##### Record set
use actix_web::{web, get, HttpResponse, Responder};
use humantime::format_duration;
use once_cell::sync::Lazy;
use chrono::Utc;
use parking_lot::RwLock;
use std::{
    time::Duration,
    sync::atomic::{AtomicI64, Ordering},
};
use sysinfo::System;
use serde::Serialize;

use crate::{
    constants::START_TIME,
    db::migrations::current_version,
    use_cases::extractors::AdminClaims,
    AppState,
};

const HEALTH_CACHE_SECS: i64 = 5;

#[derive(Serialize, Clone, Default)]
#[serde(rename_all = "camelCase")]
struct SystemInfo {
    os: String,
    kernel: String,
    hostname: String,
    cpu_count: usize,
    memory_total: String,
}

#[derive(Serialize, Clone, Default)]
#[serde(rename_all = "camelCase")]
struct HealthCheckResponse {
    status: String,
    uptime: String,
    timestamp: String,
    start_at: String,
    database: String,
    schema_version: Option<i64>,
    cache_entries: usize,
    rate_limited_keys: usize,
    revoked_tokens: usize,
    version: String,
    memory_usage: String,
    system: SystemInfo,
}

static LAST_CHECK: AtomicI64 = AtomicI64::new(0);
static CACHED_STATUS: Lazy<RwLock<HealthCheckResponse>> = Lazy::new(||
    RwLock::new(HealthCheckResponse::default())
);

async fn build_health_response(state: &AppState) -> HealthCheckResponse {
    let now_utc = Utc::now();
    let uptime_secs = now_utc.signed_duration_since(*START_TIME).num_seconds().max(0) as u64;
    let human_uptime = format_duration(Duration::from_secs(uptime_secs));

    let mut sys = System::new_all();
    sys.refresh_all();

    let system_info = SystemInfo {
        os: System::name().unwrap_or_else(|| "Unknown".to_string()),
        kernel: System::kernel_version().unwrap_or_else(|| "Unknown".to_string()),
        hostname: System::host_name().unwrap_or_else(|| "Unknown".to_string()),
        cpu_count: sys.cpus().len(),
        memory_total: format!("{:.2} GB", sys.total_memory() as f64 / 1024.0 / 1024.0 / 1024.0),
    };

    let (db_status, status) = match state.auth_handler.check_connection().await {
        Ok(_) => ("OK", "healthy"),
        Err(e) => {
            tracing::error!("Health check database probe failed: {}", e);
            ("Unavailable", "degraded")
        }
    };

    let schema_version = current_version(&state.pool).await.ok().flatten();

    let memory_usage = sysinfo::get_current_pid()
        .ok()
        .and_then(|pid| sys.process(pid))
        .map_or("Unknown".to_string(), |p| {
            format!("{:.2} MB", p.memory() as f64 / 1024.0 / 1024.0)
        });

    HealthCheckResponse {
        status: status.to_string(),
        uptime: human_uptime.to_string(),
        timestamp: now_utc.to_rfc3339(),
        start_at: START_TIME.to_rfc3339(),
        database: db_status.to_string(),
        schema_version,
        cache_entries: state.content_cache.len(),
        rate_limited_keys: state.contact_limiter.len(),
        revoked_tokens: state.auth_handler.denylist().len(),
        version: env!("CARGO_PKG_VERSION").to_string(),
        memory_usage,
        system: system_info,
    }
}

/// Reuses the last report for a few seconds; probing the system is not free.
#[get("/health")]
pub async fn admin_health_check(_claims: AdminClaims, state: web::Data<AppState>) -> impl Responder {
    let now = Utc::now().timestamp();
    let last = LAST_CHECK.load(Ordering::Relaxed);

    if now - last > HEALTH_CACHE_SECS {
        let response = build_health_response(&state).await;

        *CACHED_STATUS.write() = response.clone();
        LAST_CHECK.store(now, Ordering::Relaxed);

        HttpResponse::Ok().json(response)
    } else {
        let cached = CACHED_STATUS.read().clone();
        HttpResponse::Ok().json(cached)
    }
}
##########
** Assigned task **
Restate the material word for word, leaving nothing out.

** Your response **
use actix_web::{web, get, HttpResponse, Responder};
use humantime::format_duration;
use once_cell::sync::Lazy;
use chrono::Utc;
use parking_lot::RwLock;
use std::{
    time::Duration,
    sync::atomic::{AtomicI64, Ordering},
};
use sysinfo::System;
use serde::Serialize;

use crate::{
    constants::START_TIME,
    db::migrations::current_version,
    use_cases::extractors::AdminClaims,
    AppState,
};

const HEALTH_CACHE_SECS: i64 = 5;

#[derive(Serialize, Clone, Default)]
#[serde(rename_all = "camelCase")]
struct SystemInfo {
    os: String,
    kernel: String,
    hostname: String,
    cpu_count: usize,
    memory_total: String,
}

#[derive(Serialize, Clone, Default)]
#[serde(rename_all = "camelCase")]
struct HealthCheckResponse {
    status: String,
    uptime: String,
    timestamp: String,
    start_at: String,
    database: String,
    schema_version: Option<i64>,
    cache_entries: usize,
    rate_limited_keys: usize,
    revoked_tokens: usize,
    version: String,
    memory_usage: String,
    system: SystemInfo,
}

static LAST_CHECK: AtomicI64 = AtomicI64::new(0);
static CACHED_STATUS: Lazy<RwLock<HealthCheckResponse>> = Lazy::new(||
    RwLock::new(HealthCheckResponse::default())
);

async fn build_health_response(state: &AppState) -> HealthCheckResponse {
    let now_utc = Utc::now();
    let uptime_secs = now_utc.signed_duration_since(*START_TIME).num_seconds().max(0) as u64;
    let human_uptime = format_duration(Duration::from_secs(uptime_secs));

    let mut sys = System::new_all();
    sys.refresh_all();

    let system_info = SystemInfo {
        os: System::name().unwrap_or_else(|| "Unknown".to_string()),
        kernel: System::kernel_version().unwrap_or_else(|| "Unknown".to_string()),
        hostname: System::host_name().unwrap_or_else(|| "Unknown".to_string()),
        cpu_count: sys.cpus().len(),
        memory_total: format!("{:.2} GB", sys.total_memory() as f64 / 1024.0 / 1024.0 / 1024.0),
    };

    let (db_status, status) = match state.auth_handler.check_connection().await {
        Ok(_) => ("OK", "healthy"),
        Err(e) => {
            tracing::error!("Health check database probe failed: {}", e);
            ("Unavailable", "degraded")
        }
    };

    let schema_version = current_version(&state.pool).await.ok().flatten();

    let memory_usage = sysinfo::get_current_pid()
        .ok()
        .and_then(|pid| sys.process(pid))
        .map_or("Unknown".to_string(), |p| {
            format!("{:.2} MB", p.memory() as f64 / 1024.0 / 1024.0)
        });

    HealthCheckResponse {
        status: status.to_string(),
        uptime: human_uptime.to_string(),
        timestamp: now_utc.to_rfc3339(),
        start_at: START_TIME.to_rfc3339(),
        database: db_status.to_string(),
        schema_version,
        cache_entries: state.content_cache.len(),
        rate_limited_keys: state.contact_limiter.len(),
        revoked_tokens: state.auth_handler.denylist().len(),
        version: env!("CARGO_PKG_VERSION").to_string(),
        memory_usage,
        system: system_info,
    }
}

/// Reuses the last report for a few seconds; probing the system is not free.
#[get("/health")]
pub async fn admin_health_check(_claims: AdminClaims, state: web::Data<AppState>) -> impl Responder {
    let now = Utc::now().timestamp();
    let last = LAST_CHECK.load(Ordering::Relaxed);

    if now - last > HEALTH_CACHE_SECS {
        let response = build_health_response(&state).await;

        *CACHED_STATUS.write() = response.clone();
        LAST_CHECK.store(now, Ordering::Relaxed);

        HttpResponse::Ok().json(response)
    } else {
        let cached = CACHED_STATUS.read().clone();
        HttpResponse::Ok().json(cached)
    }
}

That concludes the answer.